(Extracted data entries)
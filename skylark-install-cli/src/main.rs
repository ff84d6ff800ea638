use skylark_install_core::{InstallConfig, Installer, PatchOutcome};

mod cli;

fn main() {
    let args = cli::parse_args();

    if std::env::var("RUST_LOG").is_err() {
        std::env::set_var("RUST_LOG", "info");
    }
    env_logger::init();

    // Installs land in the invoking user's home; running under sudo is
    // almost always a mistake, but not one worth refusing outright
    #[cfg(unix)]
    {
        if unsafe { libc::geteuid() } == 0 {
            log::warn!(
                "running as root: skylark will be installed under root's home directory, \
                 not a regular user's"
            );
        }
    }

    println!("==================================================");
    println!("  Skylark CLI Installer v{}", env!("CARGO_PKG_VERSION"));
    println!("==================================================\n");

    let config = InstallConfig {
        version: args.version,
        assume_yes: args.yes,
        upgrade_in_place: args.upgrade,
    };

    match Installer::new(config).run() {
        Ok(report) => {
            println!("\n==================================================");
            println!("  Installation Complete!");
            println!("==================================================\n");
            println!("Installed:  skylark {}", report.version);
            println!("Location:   {}", report.executable.display());
            println!("Runtimes:   {} / {}", report.node.describe(), report.python.describe());
            match report.path_registration {
                PatchOutcome::Added => {
                    println!("\nPATH was updated. Restart your terminal, then run: skylark --help");
                }
                PatchOutcome::AlreadyPresent => {
                    println!("\nRun: skylark --help");
                }
            }
        }
        Err(e) => {
            eprintln!("Error: {:#}", e);
            std::process::exit(1);
        }
    }
}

• [ACTIVITY]: Filter the entries above and keep only the lines with the word "main".

• [FINISHED EXERCISE]:
filename skylark-install-cli/src/main.rs
fn main() {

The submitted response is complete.